Indinavir/ritonavir-based therapy in HIV-1-infected antiretroviral therapy-naive patients: comparison of 800/100 mg and 400/100 mg twice daily.

Objectives To compare the efficacy and tolerability of indinavir (IDV)/ritonavir (RTV) at 800/100 and 400/100 mg twice daily (bid) in antiretroviral therapy (ART)-naive patients. Methods An open comparison of two groups of ART-naive patients treated with IDV/RTV 800/100 or 400/100 mg bid plus two nucleoside analogues was carried out. Viral load, CD4 cell count and tolerability were measured at baseline and at weeks 4, 12, 24 and 48. IDV plasma concentrations were measured retrospectively. Results A total of 107 patients were included in the study. Of these, 57 were treated with 800/100 and 50 with 400/100 mg IDV/RTV bid. At week 48, a viral load of <50 HIV-1 RNA copies/mL was achieved by 77 and 64% of the patients, respectively, and the median CD4 cell count increases were +171 and +164 cells/muL (intent-to-treat; P not significant), respectively. Side effects leading to protease inhibitor discontinuation occurred in 61% of subjects in the 800/100 mg group vs. 20% in the 400/100 mg group (P<0.0001).
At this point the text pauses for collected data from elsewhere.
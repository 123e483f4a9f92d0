//! # Storage
//!
//! Module dedicated to the storage contracts. Each entity kind has
//! its own small trait, so that backings can be mixed: messages can
//! live on an IMAP server while contacts live in memory.
//!
//! Storage errors are returned as [`AnyBoxedError`](crate::AnyBoxedError)
//! and are never reshaped by the layers above.
//!
//! The [`Storage`] struct composes one implementation per kind.

mod error;
pub mod memory;

use std::sync::Arc;

use async_trait::async_trait;

#[doc(inline)]
pub use self::{
    error::{Error, Result},
    memory::MemoryStorage,
};
use crate::{
    entity::{
        Address, AddressUpdate, Contact, ContactUpdate, Conversation, Label, LabelUpdate, Message,
        MessageCount, MessageUpdate,
    },
    user::UserId,
    AnyResult,
};

#[async_trait]
pub trait MessageStorage: Send + Sync {
    /// Insert the given message.
    ///
    /// Returns the stored snapshot, which may differ from the given
    /// one (generated identifier, normalized labels etc).
    async fn insert_message(&self, user: &UserId, message: Message) -> AnyResult<Message>;

    /// Apply the given sparse update, and return the post-update
    /// snapshot.
    async fn update_message(&self, user: &UserId, update: MessageUpdate) -> AnyResult<Message>;

    async fn delete_message(&self, user: &UserId, id: &str) -> AnyResult<()>;

    async fn get_message(&self, user: &UserId, id: &str) -> AnyResult<Message>;

    async fn list_messages(&self, user: &UserId) -> AnyResult<Vec<Message>>;

    /// Count messages per label.
    async fn count_messages(&self, user: &UserId) -> AnyResult<Vec<MessageCount>> {
        let messages = self.list_messages(user).await?;
        Ok(MessageCount::from_messages(&messages))
    }
}

/// The conversation storage.
///
/// Conversations are aggregates derived from their messages, they
/// can only be read.
#[async_trait]
pub trait ConversationStorage: Send + Sync {
    /// Find the conversation matching the given identifier.
    ///
    /// A conversation without any message does not exist anymore.
    async fn find_conversation(&self, user: &UserId, id: &str) -> AnyResult<Option<Conversation>>;

    async fn list_conversations(&self, user: &UserId) -> AnyResult<Vec<Conversation>>;

    /// Count conversations per label.
    async fn count_conversations(&self, user: &UserId) -> AnyResult<Vec<MessageCount>> {
        let conversations = self.list_conversations(user).await?;
        Ok(MessageCount::from_conversations(&conversations))
    }
}

#[async_trait]
pub trait ContactStorage: Send + Sync {
    async fn insert_contact(&self, user: &UserId, contact: Contact) -> AnyResult<Contact>;
    async fn update_contact(&self, user: &UserId, update: ContactUpdate) -> AnyResult<Contact>;
    async fn delete_contact(&self, user: &UserId, id: &str) -> AnyResult<()>;
    async fn get_contact(&self, user: &UserId, id: &str) -> AnyResult<Contact>;
    async fn list_contacts(&self, user: &UserId) -> AnyResult<Vec<Contact>>;
}

#[async_trait]
pub trait LabelStorage: Send + Sync {
    async fn insert_label(&self, user: &UserId, label: Label) -> AnyResult<Label>;
    async fn update_label(&self, user: &UserId, update: LabelUpdate) -> AnyResult<Label>;
    async fn delete_label(&self, user: &UserId, id: &str) -> AnyResult<()>;
    async fn get_label(&self, user: &UserId, id: &str) -> AnyResult<Label>;
    async fn list_labels(&self, user: &UserId) -> AnyResult<Vec<Label>>;
}

#[async_trait]
pub trait AddressStorage: Send + Sync {
    async fn insert_address(&self, user: &UserId, address: Address) -> AnyResult<Address>;
    async fn update_address(&self, user: &UserId, update: AddressUpdate) -> AnyResult<Address>;
    async fn delete_address(&self, user: &UserId, id: &str) -> AnyResult<()>;
    async fn get_address(&self, user: &UserId, id: &str) -> AnyResult<Address>;
    async fn list_addresses(&self, user: &UserId) -> AnyResult<Vec<Address>>;
}

/// The storage composition.
///
/// Holds one implementation per entity kind. Use
/// [`Storage::observed`](crate::observer) to get a copy emitting
/// events on every successful mutation.
#[derive(Clone)]
pub struct Storage {
    pub messages: Arc<dyn MessageStorage>,
    pub conversations: Arc<dyn ConversationStorage>,
    pub contacts: Arc<dyn ContactStorage>,
    pub labels: Arc<dyn LabelStorage>,
    pub addresses: Arc<dyn AddressStorage>,
}

impl Storage {
    /// Build a storage where every kind is backed by the same
    /// in-memory store.
    pub fn memory() -> Self {
        Self::from_memory(Arc::new(MemoryStorage::new()))
    }

    pub fn from_memory(memory: Arc<MemoryStorage>) -> Self {
        Self {
            messages: memory.clone(),
            conversations: memory.clone(),
            contacts: memory.clone(),
            labels: memory.clone(),
            addresses: memory,
        }
    }

    pub fn with_messages(mut self, messages: Arc<dyn MessageStorage>) -> Self {
        self.messages = messages;
        self
    }

    pub fn with_conversations(mut self, conversations: Arc<dyn ConversationStorage>) -> Self {
        self.conversations = conversations;
        self
    }

    pub fn with_contacts(mut self, contacts: Arc<dyn ContactStorage>) -> Self {
        self.contacts = contacts;
        self
    }

    pub fn with_labels(mut self, labels: Arc<dyn LabelStorage>) -> Self {
        self.labels = labels;
        self
    }

    pub fn with_addresses(mut self, addresses: Arc<dyn AddressStorage>) -> Self {
        self.addresses = addresses;
        self
    }
}

impl Default for Storage {
    fn default() -> Self {
        Self::memory()
    }
}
Switching from 800/100 to 400/100 mg dosage improved adverse events in 16 of 20 patients. IDV concentrations were above 0.15 mg/L in 89% of the 28 patients tested in the 400/100 mg group. Conclusions Indinavir/ritonavir 400/100 mg bid provided the same efficacy as 800/100 mg bid at 48 weeks in an ART-naive population, but safety and tolerance were significantly better for 400/100 mg, while convenience was also improved and cost was reduced.